L’Egitto non collaborerà con l’Italia sul caso Giulio Regeni, ricercatore italiano scomparso il 25 gennaio 2016, mentre lavorava al Cairo. Lo ha confermato lunedì, un documento congiunto tra il procuratore capo di Roma, Michele Prestipino, e l’omologo del Cairo, Hamada Al Sawi, che spiega le posizioni divergenti delle due procure. Il processo romano si svolgerà quindi senza la collaborazione dei magistrati egiziani, che hanno invece deciso di procedere autonomamente, nei confronti di chi rubò gli effetti personali di Giulio; l’accusa nei confronti dei 5 agenti della National Security (servizio segreto civile egiziano) sarà semplicemente di furto. La procura del Cairo, infatti, ha valutato che non ci fossero «prove sufficienti per sostenere l’accusa in giudizio».

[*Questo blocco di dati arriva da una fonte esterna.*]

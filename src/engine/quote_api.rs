use super::Engine;

use async_trait::async_trait;

use crate::{
    api::{QuoteAPI, RouteAPI},
    entities::Quote,
    error::Error,
};

#[async_trait]
impl QuoteAPI for Engine {
    #[tracing::instrument(skip(self))]
    async fn create_quote(&self, pickup: &str, dropoff: &str) -> Result<Quote, Error> {
        let route = self.find_route(pickup, dropoff).await?;
        let quote = Quote::from_route(&route)?;

        tracing::info!(token = %quote.token, distance_km = quote.distance_km, "quote created");

        Ok(quote)
    }
}

#[cfg(test)]
mod tests {
    use super::super::testing::{engine, geocoder_for, paris_leg};
    use super::*;
    use crate::entities::Leg;
    use crate::error::{route_not_found_error, INVALID_DISTANCE, MISSING_INPUT, ROUTE_NOT_FOUND};
    use crate::external::google_maps::{MockDirections, MockGeocoder};

    #[tokio::test]
    async fn quote_for_resolvable_addresses() {
        let mut directions = MockDirections::new();
        directions
            .expect_find_leg()
            .times(1)
            .returning(|_, _| Ok(paris_leg()));

        let quote = engine(geocoder_for(2), directions)
            .create_quote("Louvre", "CDG")
            .await
            .unwrap();

        assert_eq!(quote.distance_km, 12.4);
        assert!(quote.distance_km >= 0.0);
        assert_eq!(quote.duration_text, "18 min");
        assert_eq!(quote.pickup.latitude, 48.8606);
    }

    #[tokio::test]
    async fn empty_address_fails_before_any_provider_call() {
        for (pickup, dropoff) in [("", "x"), ("x", ""), ("  ", "x")] {
            let mut geocoder = MockGeocoder::new();
            geocoder.expect_geocode().never();
            let mut directions = MockDirections::new();
            directions.expect_find_leg().never();

            let err = engine(geocoder, directions)
                .create_quote(pickup, dropoff)
                .await
                .unwrap_err();

            assert_eq!(err.code, MISSING_INPUT);
        }
    }

    #[tokio::test]
    async fn route_not_found_is_propagated() {
        let mut directions = MockDirections::new();
        directions
            .expect_find_leg()
            .returning(|_, _| Err(route_not_found_error()));

        let err = engine(geocoder_for(2), directions)
            .create_quote("Louvre", "CDG")
            .await
            .unwrap_err();

        assert_eq!(err.code, ROUTE_NOT_FOUND);
    }

    #[tokio::test]
    async fn unparseable_distance_is_not_a_quote() {
        let mut directions = MockDirections::new();
        directions.expect_find_leg().returning(|_, _| {
            Ok(Leg {
                distance_text: "n/a".into(),
                duration_text: "18 min".into(),
            })
        });

        let err = engine(geocoder_for(2), directions)
            .create_quote("Louvre", "CDG")
            .await
            .unwrap_err();

        assert_eq!(err.code, INVALID_DISTANCE);
    }

    #[tokio::test]
    async fn identical_requests_are_not_cached() {
        let mut directions = MockDirections::new();
        directions
            .expect_find_leg()
            .times(2)
            .returning(|_, _| Ok(paris_leg()));

        let engine = engine(geocoder_for(4), directions);

        let first = engine.create_quote("Louvre", "CDG").await.unwrap();
        let second = engine.create_quote("Louvre", "CDG").await.unwrap();

        assert_ne!(first.token, second.token);
    }
}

Roma ha chiuso la sua inchiesta ed i 5 accusati  saranno processati per aver rapito, torturato ed ucciso Giulio Regeni. “Se da un lato apprezziamo la determinazione dei nostri procuratori che hanno saputo concludere le indagini, senza farsi fiaccare né confondere dai tentativi di depistaggio egiziani”, hanno comunicato lunedì i genitori di Giulio, “dall’altro, non possiamo che stigmatizzare di nuovo la costante e plateale assenza di collaborazione da parte del regime». Per questo motivo Paola e Claudio Regeni, insieme al loro avvocato Alessandra Ballerini, continuano a chiedere il ritiro dell’ambasciatore italiano in Egitto.